Moe Ansari, host of the popular Market Wrap radio show and podcast, recently asked me on air:
“Brett, how do you find dividend paying stocks that will double your money?”
He was intrigued enough by my analysis to ask me on his show, but I knew he was a bit skeptical as well. And that’s perfectly normal – even experienced investors and money managers like Moe think of dividend payers in terms of their current yields only.
Price appreciation potential often gets ignored, and the thought of achieving 100%+ profits from a safe dividend payer sounds absurd. But smart investors bank their payouts while their stocks double in price – whether it’s a bull, bear or sideways market.
(Want to hear me describe this strategy in detail? Click this link for the full interview.)
Subscribers to my Hidden Yields service know the three-step formula that I explained to Moe well. In fact, our “dividend doubling” portfolio has earned 13.7% yearly gains since inception three-and-a-half years ago. We’re more than halfway to 100% total returns.
How’d we do it buying safe dividend paying stocks? Let me walk you through the simple three-step formula. (And shortly I’ll show you how to get your hands on my latest research, which features nine dividend stocks likely to double, too.)
Step 1: Buy Dividend Growth for 10%+ Annual Gains
On the show we discussed Verizon (VZ), which has piqued the interest of many income investors lately. The stock yields 4.1%, and the dividend is covered by monthly cell phone bills across America.
But don’t buy Verizon in hopes of a double – it’s not going to happen. Its 4.1% yield would get us repaid in 18 years. That’s not fast enough for our purposes, so we would need to look to dividend growth to fill the gap and speed up the pace of our profits.

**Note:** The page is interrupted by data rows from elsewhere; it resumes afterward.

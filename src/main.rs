// ==========================================
// 到货核对系统 - 主入口
// ==========================================
// 技术栈: Rust + SQLite
// 系统定位: 订单到货盘点（扫码/手工录入 → 差异核对）
// ==========================================

use std::io;

use stock_checker::app::{get_default_db_path, AppState, Cli};
use stock_checker::i18n::{set_locale, DEFAULT_LOCALE};

/// 设置后日志以 JSON 行输出
const LOG_JSON_ENV: &str = "STOCK_CHECKER_LOG_JSON";

fn main() -> anyhow::Result<()> {
    // 初始化日志系统（输出到 stderr，不干扰交互）
    if std::env::var_os(LOG_JSON_ENV).is_some() {
        stock_checker::logging::init_json();
    } else {
        stock_checker::logging::init();
    }

    tracing::info!("==================================================");
    tracing::info!("{}", stock_checker::APP_NAME);
    tracing::info!("系统版本: {}", stock_checker::VERSION);
    tracing::info!("==================================================");

    // 获取数据库路径
    let db_path = get_default_db_path();
    tracing::info!("使用数据库: {}", db_path);

    let mut state = AppState::new(db_path)?;

    // 已初始化的库按配置切换界面语言
    set_locale(DEFAULT_LOCALE);
    if state.is_initialised()? {
        set_locale(&state.config.ui_locale()?);
        tracing::info!(config = %state.config.get_config_snapshot()?, "配置已加载");
    }

    let stdin = io::stdin();
    let stdout = io::stdout();
    Cli::new(&mut state, stdin.lock(), stdout.lock()).run()
}
// ==========================================
// 日志系统初始化
// ==========================================
// 使用 tracing 和 tracing-subscriber
// 支持环境变量配置日志级别
// ==========================================

use tracing_subscriber::{fmt, EnvFilter};

/// 初始化日志系统
///
/// # 环境变量
/// - RUST_LOG: 日志级别过滤器（默认: info）
///   例如: RUST_LOG=debug 或 RUST_LOG=stock_checker=trace
///
/// 日志写到 stderr，不干扰交互前端的 stdout 输出。
///
/// # 示例
/// ```no_run
/// use stock_checker::logging;
/// logging::init();
/// ```
pub fn init() {
    let filter = EnvFilter::try_from_default_env().unwrap_or_else(|_| EnvFilter::new("info"));

    fmt()
        .with_env_filter(filter)
        .with_writer(std::io::stderr)
        .with_target(true)
        .with_thread_ids(false)
        .with_line_number(true)
        .init();
}

/// 以 JSON 格式初始化日志（便于归档到日志平台）
pub fn init_json() {
    let filter = EnvFilter::try_from_default_env().unwrap_or_else(|_| EnvFilter::new("info"));

    fmt()
        .json()
        .with_env_filter(filter)
        .with_writer(std::io::stderr)
        .init();
}

/// 初始化测试环境的日志系统
///
/// 使用更详细的日志级别，便于调试
pub fn init_test() {
    let _ = fmt()
        .with_env_filter(EnvFilter::new("debug"))
        .with_test_writer()
        .try_init();
}
// ==========================================
// 到货核对系统 - 人工输入约定
// ==========================================
// 职责: 数量输入/确认输入/结束口令的解析规则（纯函数，不做 I/O）
// 红线: 数量输入失败一律中止本次操作，绝不静默当作 0
// ==========================================

use crate::engine::error::{EngineError, EngineResult};

/// 数量输入的取消口令
pub const QUANTITY_CANCEL_TOKENS: [&str; 2] = ["cancel", "back"];

/// 扫码循环的结束口令
pub const SCAN_FINISH_TOKENS: [&str; 2] = ["finish", "end"];

const CONFIRM_YES: [&str; 2] = ["y", "yes"];
const CONFIRM_NO: [&str; 3] = ["n", "no", "back"];

/// 数量输入结果
#[derive(Debug, Clone, Copy, PartialEq, Eq)]
pub enum QuantityEntry {
    Quantity(i64),
    Cancelled,
}

/// 解析数量输入
///
/// # 返回
/// - Ok(Quantity(n)): 合法整数（允许负数，用于纠错）
/// - Ok(Cancelled): 取消口令
/// - Err(MalformedQuantity): 非整数；调用方按取消处理，不重试
pub fn parse_quantity(text: &str) -> EngineResult<QuantityEntry> {
    let trimmed = text.trim();
    if is_one_of(trimmed, &QUANTITY_CANCEL_TOKENS) {
        return Ok(QuantityEntry::Cancelled);
    }

    trimmed
        .parse::<i64>()
        .map(QuantityEntry::Quantity)
        .map_err(|_| EngineError::MalformedQuantity(trimmed.to_string()))
}

/// 解析确认输入
///
/// # 返回
/// - Some(true): 确认
/// - Some(false): 拒绝
/// - None: 无法识别（由前端决定是否重新询问）
pub fn parse_confirmation(text: &str) -> Option<bool> {
    let trimmed = text.trim();
    if is_one_of(trimmed, &CONFIRM_YES) {
        Some(true)
    } else if is_one_of(trimmed, &CONFIRM_NO) {
        Some(false)
    } else {
        None
    }
}

/// 是否为扫码结束口令
pub fn is_scan_finish(text: &str) -> bool {
    is_one_of(text.trim(), &SCAN_FINISH_TOKENS)
}

pub(crate) fn is_one_of(value: &str, tokens: &[&str]) -> bool {
    tokens.iter().any(|t| t.eq_ignore_ascii_case(value))
}

#[cfg(test)]
mod tests {
    use super::*;

    #[test]
    fn test_parse_quantity_signed() {
        assert_eq!(parse_quantity("5").unwrap(), QuantityEntry::Quantity(5));
        assert_eq!(parse_quantity(" -1 ").unwrap(), QuantityEntry::Quantity(-1));
        assert_eq!(parse_quantity("0").unwrap(), QuantityEntry::Quantity(0));
    }

    #[test]
    fn test_parse_quantity_cancel() {
        assert_eq!(parse_quantity("cancel").unwrap(), QuantityEntry::Cancelled);
        assert_eq!(parse_quantity("BACK").unwrap(), QuantityEntry::Cancelled);
    }

    #[test]
    fn test_parse_quantity_malformed_never_zero() {
        for raw in ["", "abc", "1.5", "5x"] {
            let err = parse_quantity(raw).unwrap_err();
            assert!(matches!(err, EngineError::MalformedQuantity(_)), "输入 {:?}", raw);
        }
    }

    #[test]
    fn test_parse_confirmation() {
        assert_eq!(parse_confirmation("y"), Some(true));
        assert_eq!(parse_confirmation("YES"), Some(true));
        assert_eq!(parse_confirmation("no"), Some(false));
        assert_eq!(parse_confirmation("back"), Some(false));
        assert_eq!(parse_confirmation("maybe"), None);
    }

    #[test]
    fn test_scan_finish() {
        assert!(is_scan_finish("finish"));
        assert!(is_scan_finish(" END "));
        assert!(!is_scan_finish("AB1234"));
    }
}
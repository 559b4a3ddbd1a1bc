// ==========================================
// 到货核对系统 - 订单与订单行实体
// ==========================================
// 对应表: orders / scanned_products
// 约束:
// - 订单号唯一；内部参考号不保证唯一
// - 订单行 (order_number, product_code) 唯一，随订单级联删除
// - 差异 = 实扫 - 应到，只派生不落库
// ==========================================

use crate::domain::types::ProductCode;
use serde::{Deserialize, Serialize};

/// 订单（一次到货批次）
#[derive(Debug, Clone, PartialEq, Eq, Serialize, Deserialize)]
pub struct Order {
    pub order_number: i64,
    pub internal_reference: String,
}

/// 订单行（某订单内某产品的应到/实扫数量）
#[derive(Debug, Clone, PartialEq, Eq, Serialize, Deserialize)]
pub struct OrderLine {
    pub order_number: i64,
    pub product_code: ProductCode,
    pub expected_quantity: i64,
    pub scanned_quantity: i64,
}

impl OrderLine {
    /// 导入生成的订单行（实扫为 0）
    pub fn expected(order_number: i64, product_code: ProductCode, expected_quantity: i64) -> Self {
        Self {
            order_number,
            product_code,
            expected_quantity,
            scanned_quantity: 0,
        }
    }

    /// 强制追加的订单行（应到为 0）
    pub fn forced(order_number: i64, product_code: ProductCode, scanned_quantity: i64) -> Self {
        Self {
            order_number,
            product_code,
            expected_quantity: 0,
            scanned_quantity,
        }
    }

    /// 差异 = 实扫 - 应到；负数为缺货，正数为多到
    ///
    /// 两个 i64 之差可能超出 i64，按 i128 计算
    pub fn discrepancy(&self) -> i128 {
        i128::from(self.scanned_quantity) - i128::from(self.expected_quantity)
    }

    pub fn is_reconciled(&self) -> bool {
        self.discrepancy() == 0
    }
}
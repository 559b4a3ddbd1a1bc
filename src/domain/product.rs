// ==========================================
// 到货核对系统 - 产品条码实体
// ==========================================
// 对应表: products
// 约束: 每个条码至多一条记录；创建后不修改，只能删除
// ==========================================

use crate::domain::types::ProductCode;
use chrono::NaiveDate;
use serde::{Deserialize, Serialize};

/// 条码 → 产品编码映射
#[derive(Debug, Clone, PartialEq, Eq, Serialize, Deserialize)]
pub struct Product {
    pub barcode: String,
    pub product_code: ProductCode,
    pub last_update: NaiveDate,
    pub is_primary: bool,
}

impl Product {
    /// 手工登记的条码（非主条码）
    pub fn new(barcode: impl Into<String>, product_code: ProductCode, today: NaiveDate) -> Self {
        Self {
            barcode: barcode.into(),
            product_code,
            last_update: today,
            is_primary: false,
        }
    }
}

Problem is, even though Verizon raises its payout every single year, the stock is barely moving in absolute terms! A sleepy 13.7% cumulative dividend increase over the last four years has rocked its share price to sleep (a mere +18.4% over the entire time period):
Verizon’s Dividend “Growth” Rocks Its Shares to Sleep
For double-digit price appreciation, we must buy dividends destined to grow by 10% or more annually. This means we need to find businesses that are booming (with higher profits driving higher payouts). To do so, it helps to focus on stocks that are, well, kinda boring.
Step 2: Buy Boring Cash Cows
In 2016 my Hidden Yields subscribers and I took a page from Peter Lynch’s book and used it to bank 61% returns in just 15 months. Lynch guided Fidelity’s Magellan Fund to average returns of 29% per year from 1977 to 1990. He constantly obsessed over a stock named Crown, Cork, and Seal because its corporate name and actual business were both just so perfectly boring. He wrote in One Up On Wall Street:
“When you find a company that has a boring name, does boring things and has good earnings then buy their stocks when they are cheap and not trendy.”
Crown makes beverage packaging, metal closures and caps, and aerosol cans. Not exactly a Silicon Valley “unicorn” like Uber, Airbnb or Snapchat – but it delivered 20%+ gains to Lynch year after year after year!
So we tipped our cap to him when we purchased Packaging Corp. of America’s (PKG), the lowest-cost producer of containerboard in America. The firm weaves its paper into packaging for everything from produce to in-store displays. Like these:
As much as we liked the looks of these displays, we loved the stock. It was cheap, trading for just 12-times free cash flow (FCF) and paying a 3.1% dividend. And this didn’t make much sense, as I wrote at the time:
“You’d expect these multiples on a slow growth stock – not one that has increased its sales and FCF by 171% and 283% respectively over the last five years.”
We made a prescient purchase. The sale on this containerboard didn’t last long. The stock brought us 65% total returns in just 15 months, tripling up the S&P 500 in the process:
What a Boring 65% Gain
Most of our gains have been thanks to investors realizing this “boring” stock deserves a higher price with respect to its payout and its cash flows. This is a common benefit of buying bargain dividend growers.
So are PKG shares still a compelling play today? Let’s move on to step three to see.
Step 3: Greedy for Gains? Only Buy a Dividend That Lags
Dividends are magnets that pull their share prices along with them. If you’re looking for the stock market’s tail that wags the dog, pay attention to the payouts attached to a given share price.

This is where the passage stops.